Na Minha Cidade tinha o trem, que parado na estação aguardava o momento da partida. Tinha cocada, “mudubim”, cuscuz de fubá de milho, bolo de macaxeira, café, rosca e bolacha fogosa, tudo para vender. Na Minha Cidade tinha e tem, de tudo um pouco ou muito.

Na feira livre, atrás do Mercado Raimundo Neves tinha o cheiro verde na barraca dos japoneses da família Noguchi. Os açougueiros que trabalhavam no mercado junto com meu avô Chicó, lembro-me dos nomes de alguns deles: - Machico, Manoel Pitomba, Teófilo, Dico do Nelson, Antônio Pirulito, Diquinho e outros.

A esperança é a última que morre. Minha Cidade não morre. Minha Cidade corre e nessa corrida de esperança, Minha Cidade alcança. Passaram-se alguns anos e aqui está Minha Cidade crescida, adulta, centenária. Mas, como frisei no início, Minha Cidade está um pouco triste. E saberemos por que. Vários fatores a deixaram nessa situação. Minha Cidade já é uma “senhora” com bastante idade. Então, deve ser mais do que respeitada.

Chamo por meus conterrâneos para que não deixemos a Nossa Cidadeficar assim desse jeito. Paro, olho e sigo. Minha Cidade quer ficar para trás, mas eu não deixo. E você, também não deve deixar. A chamo para seguir caminho comigo, e ela vem.

Agora estou feliz porque Minha Cidade me acompanha. Ou melhor, ela me ultrapassou e nem me deu trela. Estou olhando bem perto dos olhos dela. Calma, Minha Cidade! Certa vez, o poeta me disse que no meio do caminho havia uma pedra. Não aquele tipo de pedra brilhante do tempo do trem, que ficava perto da estação. Essa pedra a qual o poeta se refere é a mesma que entrou no meu sapato.

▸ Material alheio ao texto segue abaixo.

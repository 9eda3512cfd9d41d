//! Thumbnail storage strategy selection.

use serde::{Deserialize, Serialize};

use crate::error::CoreError;

/// Where uploaded thumbnails end up.
#[derive(Debug, Clone, Copy, PartialEq, Eq, Serialize, Deserialize)]
#[serde(rename_all = "lowercase")]
pub enum ThumbnailStorageKind {
    /// Embedded in the video record as a `data:` URL.
    Inline,
    /// Written under the assets root and served over HTTP.
    Assets,
}

impl ThumbnailStorageKind {
    /// Parse from the `THUMBNAIL_STORAGE` setting.
    pub fn from_name(name: &str) -> Result<Self, CoreError> {
        match name.trim().to_ascii_lowercase().as_str() {
            "inline" => Ok(Self::Inline),
            "assets" | "filesystem" => Ok(Self::Assets),
            other => Err(CoreError::Validation(format!(
                "Unknown thumbnail storage '{other}'. Must be one of: inline, assets"
            ))),
        }
    }

    pub fn label(self) -> &'static str {
        match self {
            Self::Inline => "inline",
            Self::Assets => "assets",
        }
    }
}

Existe situação mais desagradável do que uma pedra dentro do sapato? Acho que não! Se for por causa disso, vou tirar os sapatos, mas Minha Cidade me diz que não quer me ver descalço. Sigo seus conselhos e me mantenho calçado. É bem melhor, eu atender a ordem de Minha Cidade, assim como atendo de Minha Mãe. Tem dias que Minha Cidade derrama rios de lágrimas. Presenciando isso, fico triste e também derramo as minhas.

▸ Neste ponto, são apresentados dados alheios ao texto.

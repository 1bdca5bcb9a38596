use std::collections::HashSet;

use futures::{TryFutureExt, TryStreamExt};
use serde::{Deserialize, Serialize};
use tokio_util::sync::CancellationToken;

use crate::{QueryAggregator, Result};
use codeintel_domain::{Location, PositionQuery, ResultPage, Upload};
use codeintel_providers::DefinitionsRequest;

#[derive(Debug, Clone, Serialize, Deserialize)]
pub struct DefinitionsQuery {
	#[serde(flatten)]
	pub position: PositionQuery,
	/// Candidate uploads, most preferred first.
	pub uploads: Vec<Upload>,
}

impl QueryAggregator {
	/// Collects definitions from every candidate upload, in candidate order.
	///
	/// The answer is never paginated, so the page carries no cursor.
	pub async fn definitions(
		&self,
		req: DefinitionsQuery,
		cancel: &CancellationToken,
	) -> Result<ResultPage> {
		crate::validate_target(&req.position, &req.uploads)?;

		let locations = self.guarded("definitions", cancel, self.fetch_definitions(&req)).await?;
		let locations =
			if self.cfg.dedupe_definitions { dedupe_locations(locations) } else { locations };

		Ok(ResultPage::complete(locations))
	}

	async fn fetch_definitions(&self, req: &DefinitionsQuery) -> Result<Vec<Location>> {
		let backend = self.backend.as_ref();
		let upload_ids: Vec<i64> = req.uploads.iter().map(|upload| upload.id).collect();
		let calls = upload_ids.into_iter().map(|upload_id| {
			backend
				.definitions(DefinitionsRequest { position: req.position.clone(), upload_id })
				.map_err(move |source| crate::upstream(upload_id, source))
		});

		tracing::debug!(uploads = req.uploads.len(), "Fanning out definitions.");

		let per_upload: Vec<Vec<Location>> = self.fan_out(calls).try_collect().await?;

		Ok(per_upload.into_iter().flatten().collect())
	}
}

/// Keeps the first occurrence of each target span.
fn dedupe_locations(locations: Vec<Location>) -> Vec<Location> {
	let mut seen = HashSet::with_capacity(locations.len());

	locations
		.into_iter()
		.filter(|location| {
			let (repository, commit, path, range) = location.target();

			seen.insert((
				repository.map(str::to_string),
				commit.map(str::to_string),
				path.to_string(),
				range,
			))
		})
		.collect()
}

#[cfg(test)]
mod tests {
	use super::*;
	use codeintel_domain::Range;

	fn location(upload_id: i64, path: &str, line: u32) -> Location {
		Location {
			upload_id,
			repository: None,
			commit: None,
			path: path.to_string(),
			range: Range::new(line, 0, line, 4),
		}
	}

	#[test]
	fn dedupe_keeps_first_seen_upload() {
		let deduped = dedupe_locations(vec![
			location(1, "a.go", 3),
			location(2, "b.go", 7),
			location(2, "a.go", 3),
		]);

		assert_eq!(deduped, vec![location(1, "a.go", 3), location(2, "b.go", 7)]);
	}
}
use serde::{Deserialize, Serialize};

use crate::{Location, Range};

/// Merged answer for one request.
#[derive(Debug, Clone, Default, PartialEq, Eq, Serialize, Deserialize)]
pub struct ResultPage {
	pub locations: Vec<Location>,
	/// Opaque token for the next page. `None` once every upload is exhausted.
	pub end_cursor: Option<String>,
}
impl ResultPage {
	pub fn complete(locations: Vec<Location>) -> Self {
		Self { locations, end_cursor: None }
	}

	pub fn has_next_page(&self) -> bool {
		self.end_cursor.is_some()
	}
}

#[derive(Debug, Clone, Default, PartialEq, Eq, Serialize, Deserialize)]
pub struct Hover {
	pub text: String,
	#[serde(default, skip_serializing_if = "Option::is_none")]
	pub range: Option<Range>,
}
impl Hover {
	pub fn is_empty(&self) -> bool {
		self.text.is_empty()
	}
}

Um compadre me diz que Minha Cidade é “panêma”. Nada disso! Ela é sortuda.
Alguém me diz se a Minha Cidade é do jeito que meu compadre falou? Panêma, não! No entanto, se ele quiser associar essa palavra (panêma) com uma substancia que é usada para pintar paredes e muros, excluindo a letra “L”, conclui o nome de Minha Cidade. Isso é uma charada, Adivinhe quem quiser e depois respondam qual é a Minha Cidade? A resposta está no nome do rio, na lista telefônica, no mapa, nas placas de estradas, nos obeliscos, nos registros de nascimento dos filhos natos, e até na internet.

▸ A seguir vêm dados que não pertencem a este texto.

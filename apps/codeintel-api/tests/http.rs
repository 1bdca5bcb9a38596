use std::{sync::Arc, time::Duration};

use axum::{
	Router,
	body::{self, Body},
	http::{Request, StatusCode},
};
use serde_json::{Value, json};
use tower::util::ServiceExt;

use codeintel_api::{routes, state::AppState};
use codeintel_config::Query;
use codeintel_domain::cursor;
use codeintel_testkit::{StubBackend, location};

fn app(backend: StubBackend) -> Router {
	routes::router(AppState::with_backend(Query::default(), Arc::new(backend)))
}

fn target(uploads: &[i64]) -> Value {
	json!({
		"repository": "github.com/acme/widgets",
		"commit": "deadbeef",
		"path": "cmd/main.go",
		"line": 10,
		"character": 4,
		"uploads": uploads.iter().map(|id| json!({ "id": id })).collect::<Vec<_>>(),
	})
}

async fn post_json(app: Router, uri: &str, payload: Value) -> (StatusCode, Value) {
	let response = app
		.oneshot(
			Request::builder()
				.method("POST")
				.uri(uri)
				.header("content-type", "application/json")
				.body(Body::from(payload.to_string()))
				.expect("Failed to build request."),
		)
		.await
		.expect("Failed to call route.");
	let status = response.status();
	let body = body::to_bytes(response.into_body(), usize::MAX)
		.await
		.expect("Failed to read response body.");
	let json = serde_json::from_slice(&body).expect("Failed to parse response.");

	(status, json)
}

#[tokio::test]
async fn health_ok() {
	let response = app(StubBackend::new())
		.oneshot(
			Request::builder()
				.uri("/health")
				.body(Body::empty())
				.expect("Failed to build request."),
		)
		.await
		.expect("Failed to call /health.");

	assert_eq!(response.status(), StatusCode::OK);
}

#[tokio::test]
async fn definitions_return_locations_without_cursor() {
	let backend = StubBackend::new()
		.with_definitions(1, vec![location(1, "a.go", 3)])
		.with_definitions(2, vec![location(2, "b.go", 8)]);
	let (status, json) =
		post_json(app(backend), "/v1/codeintel/definitions", target(&[1, 2])).await;

	assert_eq!(status, StatusCode::OK);
	assert_eq!(json["locations"][0]["path"], "a.go");
	assert_eq!(json["locations"][1]["upload_id"], 2);
	assert_eq!(json["end_cursor"], Value::Null);
}

#[tokio::test]
async fn references_hand_back_a_decodable_end_cursor() {
	let backend = StubBackend::new()
		.with_references_page(1, None, vec![location(1, "a.go", 1)], Some("next-a"))
		.with_references_page(2, None, vec![location(2, "b.go", 1)], None);
	let mut payload = target(&[1, 2]);

	payload["first"] = json!(10);

	let (status, json) = post_json(app(backend), "/v1/codeintel/references", payload).await;

	assert_eq!(status, StatusCode::OK);
	assert_eq!(json["locations"].as_array().map(Vec::len), Some(2));

	let end_cursor = json["end_cursor"].as_str().expect("Expected an end cursor.");
	let decoded = cursor::decode(Some(end_cursor)).expect("End cursor must decode.");

	assert_eq!(decoded.get(1), Some("next-a"));
	assert!(!decoded.contains(2));
}

#[tokio::test]
async fn malformed_cursor_is_a_client_error() {
	let mut payload = target(&[1]);

	payload["after"] = json!("not base64!");

	let (status, json) =
		post_json(app(StubBackend::new()), "/v1/codeintel/references", payload).await;

	assert_eq!(status, StatusCode::BAD_REQUEST);
	assert_eq!(json["error_code"], "malformed_cursor");
}

#[tokio::test]
async fn invalid_page_size_is_a_client_error() {
	let mut payload = target(&[1]);

	payload["first"] = json!(0);

	let (status, json) =
		post_json(app(StubBackend::new()), "/v1/codeintel/references", payload).await;

	assert_eq!(status, StatusCode::BAD_REQUEST);
	assert_eq!(json["error_code"], "invalid_request");
}

#[tokio::test]
async fn upstream_failures_map_to_bad_gateway() {
	let backend = StubBackend::new().with_definitions_failure(7, "index unavailable");
	let (status, json) = post_json(app(backend), "/v1/codeintel/definitions", target(&[7])).await;

	assert_eq!(status, StatusCode::BAD_GATEWAY);
	assert_eq!(json["error_code"], "upstream_error");
	assert!(
		json["message"].as_str().is_some_and(|message| message.contains("Upload 7")),
		"Unexpected body: {json}"
	);
}

#[tokio::test]
async fn hover_without_text_is_null() {
	let (status, json) =
		post_json(app(StubBackend::new()), "/v1/codeintel/hover", target(&[1, 2])).await;

	assert_eq!(status, StatusCode::OK);
	assert_eq!(json["hover"], Value::Null);
}

#[tokio::test]
async fn hover_returns_first_non_empty_text() {
	let backend = StubBackend::new().with_hover(1, "").with_hover(2, "func Widget()");
	let (status, json) = post_json(app(backend), "/v1/codeintel/hover", target(&[1, 2])).await;

	assert_eq!(status, StatusCode::OK);
	assert_eq!(json["hover"]["text"], "func Widget()");
}

#[tokio::test]
async fn shutdown_cancels_in_flight_requests() {
	let backend = StubBackend::new()
		.with_definitions(1, vec![location(1, "a.go", 3)])
		.with_delay(1, Duration::from_secs(5));
	let state = AppState::with_backend(Query::default(), Arc::new(backend));
	let shutdown = state.shutdown.clone();

	tokio::spawn(async move {
		tokio::time::sleep(Duration::from_millis(20)).await;
		shutdown.cancel();
	});

	let (status, json) =
		post_json(routes::router(state), "/v1/codeintel/definitions", target(&[1])).await;

	assert_eq!(status, StatusCode::GATEWAY_TIMEOUT);
	assert_eq!(json["error_code"], "cancelled");
}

Como estamos na era da modernidade, Minha Cidade também é moderna e me faz esquecer daquele tempo antigo. Viajei rápido e atalhei muita coisa para chegar até aqui, aonde chegou a Minha Cidade.

Minha Cidade tem 109 anos.
Eu não tenho esses anos todos, mais sei que Minha Cidade tem mais de uma centena de novembros nas costas.

Na Minha Cidade, quem vem passear, fica, casa e constrói sua casa e não sai mais daqui. É a mesma coisa que diz na letra da música que o Pinduca canta, associando a quem toma o açaí e não sai mais do Pará: “Quem vai ao Pará, parou, tomou açaí, ficou”.

Minha Cidade é essa;
Essa é Minha Cidade.
Mas, também, é a Sua Cidade.
É Cidade linda. Eu disse “LINDA”!

Podem comprovar tudo o que estou dizendo. Acreditem! Minha Cidade, ah! Minha Cidade... Minha Cidade... Minha Cidade... Ela é a Minha Cidade de Capanema, situada no Nordeste do Estado do Pará, e na Região Norte do Brasil. Terra cabocla, que faço morada e que muita gente descobriu. (PV)

Texto publicado no livro “Inspirações Versatilizadas”, produzido pela editora Belas Cores/Belém-PA, lançado em outubro de 2015. O livro é de minha produção autoral.


O autor é escritor e poeta integrante da Academia Capanemense de Letras e Artes-ACLA e da Litterária Academiae Lima Barreto-LALB.